Several analysts have pointed out that Pakistan feigns frustration to divert focus from the key Indian pre-condition that it must first stop supporting terrorism.

“There is no point in talking to them,” Khan told the New York Times in an interview in Islamabad. “I mean, I have done all the talking. Unfortunately, now when I look back, all the overtures that I was making for peace and dialogue, I think they took it for appeasement.”

“There is nothing more that we can do.”

According to India, it can: chiefly, cut links with terrorism, as it was separately conveyed to the publication’s editorial board by Indian Ambassador to the US, Harsh Vardhan Shringla. “Our experience has been that every time we have taken an initiative toward peace, it has turned out badly for us,” Shringla said. “We expect Pakistan to take credible, irreversible and verifiable action against terrorism.”

But Pakistani leaders tend not to address this issue and seek, instead, to portray themselves as victims of terrorism.

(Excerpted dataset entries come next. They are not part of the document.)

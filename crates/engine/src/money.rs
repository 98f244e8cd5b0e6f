use std::{fmt, ops::Sub};

use serde::{Deserialize, Serialize};

/// Signed money amount represented as **integer minor units** (paise, cents).
///
/// Use this type for **all** monetary values in the engine (budgets,
/// allocations, transaction amounts, prices) to avoid floating-point drift.
/// Only derived percentages are computed in floating point.
///
/// # Examples
///
/// ```rust
/// use engine::Money;
///
/// let amount = Money::new(12_34);
/// assert_eq!(amount.minor(), 1234);
/// assert_eq!(amount.to_string(), "12.34");
/// ```
#[derive(
    Clone, Copy, Debug, Default, PartialEq, Eq, PartialOrd, Ord, Hash, Serialize, Deserialize,
)]
#[serde(transparent)]
#[repr(transparent)]
pub struct Money(i64);

impl Money {
    pub const ZERO: Money = Money(0);

    /// Creates a new amount from integer minor units.
    #[must_use]
    pub const fn new(minor: i64) -> Self {
        Self(minor)
    }

    /// Returns the raw value in minor units.
    #[must_use]
    pub const fn minor(self) -> i64 {
        self.0
    }

    #[must_use]
    pub const fn is_positive(self) -> bool {
        self.0 > 0
    }

    #[must_use]
    pub const fn is_negative(self) -> bool {
        self.0 < 0
    }

    /// Checked addition (returns `None` on overflow).
    #[must_use]
    pub fn checked_add(self, rhs: Money) -> Option<Money> {
        self.0.checked_add(rhs.0).map(Money)
    }

    /// Share of `self` over `base` as a percentage.
    ///
    /// Returns `None` when `base` is not strictly positive, so callers never
    /// divide by zero.
    #[must_use]
    pub fn percent_of(self, base: Money) -> Option<f64> {
        if base.0 <= 0 {
            return None;
        }
        Some((self.0 as f64 * 100.0) / base.0 as f64)
    }
}

impl fmt::Display for Money {
    fn fmt(&self, f: &mut fmt::Formatter<'_>) -> fmt::Result {
        let sign = if self.0 < 0 { "-" } else { "" };
        let abs = self.0.unsigned_abs();
        let major = abs / 100;
        let minor = abs % 100;
        write!(f, "{sign}{major}.{minor:02}")
    }
}

impl Sub for Money {
    type Output = Money;

    fn sub(self, rhs: Money) -> Self::Output {
        Money(self.0 - rhs.0)
    }
}

#[cfg(test)]
mod tests {
    use super::*;

    #[test]
    fn display_uses_two_decimals() {
        assert_eq!(Money::new(0).to_string(), "0.00");
        assert_eq!(Money::new(10).to_string(), "0.10");
        assert_eq!(Money::new(500000).to_string(), "5000.00");
        assert_eq!(Money::new(-1050).to_string(), "-10.50");
    }

    #[test]
    fn checked_add_reports_overflow() {
        assert_eq!(Money::new(150).checked_add(Money::new(50)), Some(Money::new(200)));
        assert_eq!(Money::new(i64::MAX).checked_add(Money::new(1)), None);
    }

    #[test]
    fn percent_of_guards_zero_base() {
        assert_eq!(Money::new(230000).percent_of(Money::new(500000)), Some(46.0));
        assert_eq!(Money::new(150000).percent_of(Money::new(200000)), Some(75.0));
        assert_eq!(Money::new(100).percent_of(Money::ZERO), None);
    }
}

The Pakistani prime minister went on to raise the spectre of escalation. “My worry is that this can escalate and for two nuclear-armed countries, it should be alarming for the world what we are facing now.”

A fortnight ago, the Pakistani ambassador to the US Asad Majeed Khan raised similar concerns in an interaction with the NYT editorial board: “We are two big countries, with very large militaries, with nuclear capability and a history of conflict, so I would not like to burden your imagination on that one.” In an op-ed in the Washington Post around the same time, the ambassador pitched for US mediation, following up on an offer from President Donald Trump.

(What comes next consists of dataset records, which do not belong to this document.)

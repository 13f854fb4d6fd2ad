use axum::{
    Extension, Json,
    extract::{Path, State},
};
use chrono::Utc;

use grudge_core::friends::FriendGraph;
use grudge_types::api::{Claims, CreateInviteResponse, InviteInfoResponse, Inviter};

use crate::auth::{AppState, run_domain};
use crate::error::ApiError;

pub async fn create_invite(
    State(state): State<AppState>,
    Extension(claims): Extension<Claims>,
) -> Result<Json<CreateInviteResponse>, ApiError> {
    let user_id = claims.sub;
    let app_url = state.app_url.clone();

    let invite = run_domain(state, move |db| {
        FriendGraph::new(db).create_invite(user_id, Utc::now())
    })
    .await?;

    Ok(Json(CreateInviteResponse {
        invite_url: format!("{}/invite/{}", app_url, invite.token),
    }))
}

/// Public: the registration page calls this to show who the invite is from
/// before an account exists.
pub async fn invite_info(
    State(state): State<AppState>,
    Path(token): Path<String>,
) -> Result<Json<InviteInfoResponse>, ApiError> {
    let inviter = run_domain(state, move |db| {
        FriendGraph::new(db).invite_info(&token, Utc::now())
    })
    .await?;

    Ok(Json(InviteInfoResponse {
        valid: true,
        inviter: Inviter {
            id: inviter.id,
            username: inviter.username,
            name: inviter.name,
        },
    }))
}
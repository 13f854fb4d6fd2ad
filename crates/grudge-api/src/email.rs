use anyhow::Result;
use tracing::info;

/// Password-reset mail delivery via the Resend HTTP API. Without an API key
/// the reset URL is logged instead, which is the dev-mode behavior.
#[derive(Clone)]
pub struct Mailer {
    api_key: Option<String>,
    client: reqwest::Client,
}

impl Mailer {
    pub fn from_env() -> Self {
        Self {
            api_key: std::env::var("RESEND_API_KEY").ok(),
            client: reqwest::Client::new(),
        }
    }

    pub async fn send_password_reset(&self, email: &str, reset_url: &str) -> Result<()> {
        let Some(api_key) = &self.api_key else {
            info!("DEV MODE password reset for {}: {}", email, reset_url);
            return Ok(());
        };

        let body = serde_json::json!({
            "from": "Grudge <noreply@resend.dev>",
            "to": email,
            "subject": "Reset your password",
            "html": format!(
                "<h2>Password Reset Request</h2>\
                 <p>Click the link below to reset your password:</p>\
                 <a href=\"{reset_url}\">Reset Password</a>\
                 <p>This link expires in 1 hour.</p>\
                 <p>If you didn't request this, ignore this email.</p>"
            ),
        });

        let res = self
            .client
            .post("https://api.resend.com/emails")
            .bearer_auth(api_key)
            .json(&body)
            .send()
            .await?;

        if !res.status().is_success() {
            anyhow::bail!("mail provider returned {}", res.status());
        }

        Ok(())
    }
}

At a meeting with Trump at the White House on July 22, Imran Khan expressed his frustration with the lack of response from India to calls for dialogue, and with a bank of TV cameras on them, went on to appeal to the American leader to “mediate and resolve this issue”.

Khan laid out the same argument then as in the interview: Pakistan has tried its best, “made all overtures to India to start dialogue, resolve our differences through dialogue”.

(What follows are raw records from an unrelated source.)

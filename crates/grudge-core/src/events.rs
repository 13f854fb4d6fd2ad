//! Recording and retrieval of categorized weekly events.

use anyhow::anyhow;
use chrono::{DateTime, Duration, Utc};
use uuid::Uuid;

use grudge_db::models::EventRow;
use grudge_db::{Database, time};
use grudge_types::models::{Category, Event, EventKind};

use crate::visibility::VisibilityGate;
use crate::week;
use crate::{Error, Result};

/// Default lookback window, in weeks.
pub const DEFAULT_WEEKS_BACK: u32 = 8;

pub struct EventLog<'a> {
    db: &'a Database,
}

impl<'a> EventLog<'a> {
    pub fn new(db: &'a Database) -> Self {
        Self { db }
    }

    /// Records an event for `user_id`, stamping `created_at` and the derived
    /// `week_start` from the current clock.
    pub fn record_event(
        &self,
        user_id: Uuid,
        kind: EventKind,
        category: Category,
        note: Option<String>,
        is_shared: bool,
    ) -> Result<Event> {
        self.record_event_at(user_id, kind, category, note, is_shared, Utc::now())
    }

    /// Clock-explicit variant of [`record_event`](Self::record_event).
    pub fn record_event_at(
        &self,
        user_id: Uuid,
        kind: EventKind,
        category: Category,
        note: Option<String>,
        is_shared: bool,
        now: DateTime<Utc>,
    ) -> Result<Event> {
        if category.kind() != kind {
            return Err(Error::Validation(format!(
                "invalid category {:?} for kind {:?}",
                category.as_str(),
                kind.as_str()
            )));
        }

        let event = Event {
            id: Uuid::new_v4(),
            user_id,
            kind,
            category,
            note: note.filter(|n| !n.trim().is_empty()),
            is_shared,
            week_start: week::week_start(now),
            created_at: now,
        };

        self.db.insert_event(&to_row(&event))?;

        Ok(event)
    }

    /// The caller's own events of one kind, newest first, restricted to
    /// week buckets within the lookback window. `weeks_back` of 0 means the
    /// current week only.
    pub fn list_own_events(
        &self,
        user_id: Uuid,
        kind: EventKind,
        weeks_back: u32,
    ) -> Result<Vec<Event>> {
        self.list_own_events_at(user_id, kind, weeks_back, Utc::now())
    }

    pub fn list_own_events_at(
        &self,
        user_id: Uuid,
        kind: EventKind,
        weeks_back: u32,
        now: DateTime<Utc>,
    ) -> Result<Vec<Event>> {
        let cutoff = cutoff(now, weeks_back);
        let rows = self.db.get_events(
            &user_id.to_string(),
            kind.as_str(),
            &time::encode(cutoff),
            false,
        )?;

        rows.into_iter().map(from_row).collect()
    }

    /// A friend's shared events. Fails `Forbidden` unless the visibility
    /// gate lets `viewer` see `target`; unshared events are never returned
    /// even then.
    pub fn list_shared_events(
        &self,
        viewer: Uuid,
        target: Uuid,
        kind: EventKind,
        weeks_back: u32,
    ) -> Result<Vec<Event>> {
        self.list_shared_events_at(viewer, target, kind, weeks_back, Utc::now())
    }

    pub fn list_shared_events_at(
        &self,
        viewer: Uuid,
        target: Uuid,
        kind: EventKind,
        weeks_back: u32,
        now: DateTime<Utc>,
    ) -> Result<Vec<Event>> {
        if !VisibilityGate::new(self.db).is_visible(viewer, target)? {
            return Err(Error::Forbidden);
        }

        let cutoff = cutoff(now, weeks_back);
        let rows = self.db.get_events(
            &target.to_string(),
            kind.as_str(),
            &time::encode(cutoff),
            true,
        )?;

        rows.into_iter().map(from_row).collect()
    }
}

fn cutoff(now: DateTime<Utc>, weeks_back: u32) -> DateTime<Utc> {
    // A window reaching past the calendar's start means "everything".
    match now.checked_sub_signed(Duration::days(7 * i64::from(weeks_back))) {
        Some(t) => week::week_start(t),
        None => DateTime::<Utc>::MIN_UTC,
    }
}

fn to_row(event: &Event) -> EventRow {
    EventRow {
        id: event.id.to_string(),
        user_id: event.user_id.to_string(),
        kind: event.kind.as_str().to_string(),
        category: event.category.as_str().to_string(),
        note: event.note.clone(),
        is_shared: event.is_shared,
        week_start: time::encode(event.week_start),
        created_at: time::encode(event.created_at),
    }
}

fn from_row(row: EventRow) -> Result<Event> {
    let kind = EventKind::parse(&row.kind)
        .ok_or_else(|| anyhow!("unknown event kind in database: {:?}", row.kind))?;
    let category = Category::parse(&row.category)
        .ok_or_else(|| anyhow!("unknown category in database: {:?}", row.category))?;

    Ok(Event {
        id: row.id.parse().map_err(|e| anyhow!("bad event id: {e}"))?,
        user_id: row
            .user_id
            .parse()
            .map_err(|e| anyhow!("bad user id on event {}: {e}", row.id))?,
        kind,
        category,
        note: row.note,
        is_shared: row.is_shared,
        week_start: time::decode(&row.week_start)?,
        created_at: time::decode(&row.created_at)?,
    })
}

“But unfortunately, we haven’t made headway as yet.”

President Trump responded with an offer to mediate, falsely claiming, that Prime Minister Narendra Modi asked him to, which was swiftly denied by India.

Pakistan has sought to internationalise its issues with the recent change in the status of Jammu and Kashmir and has lobbied the P-5 and other key countries and the United Nations and the Security Council for mediation. It has been turned down mostly, and had to settle for “informal closed-door consultations” of the UNSC and not a formal, open meeting whose deliberations are aired live, that it had sought, along with a chance to address it.

In the interview with NYT, Khan repeated his fears of “ethnic cleansing and genocide” in Kashmir. Previously, he has used words like “Nazis”, “fascists”, “racists” and “Hindu Supremacists”, in this context, to tap into and exploit concerns and outrage that they arouse around the world, specially among western nations.

On Thursday, Khan chaired a meeting of the Kashmir Core Group and Pakistan Army chief Qamar Javed Bajwa to discuss efforts to highlight the Kashmir issue. The focus was on “Pakistan’s extensive political and diplomatic outreach”, said a statement issued by the prime minister’s office.

India has largely ignored his comments that, analysts said, are also aimed at an internal constituency.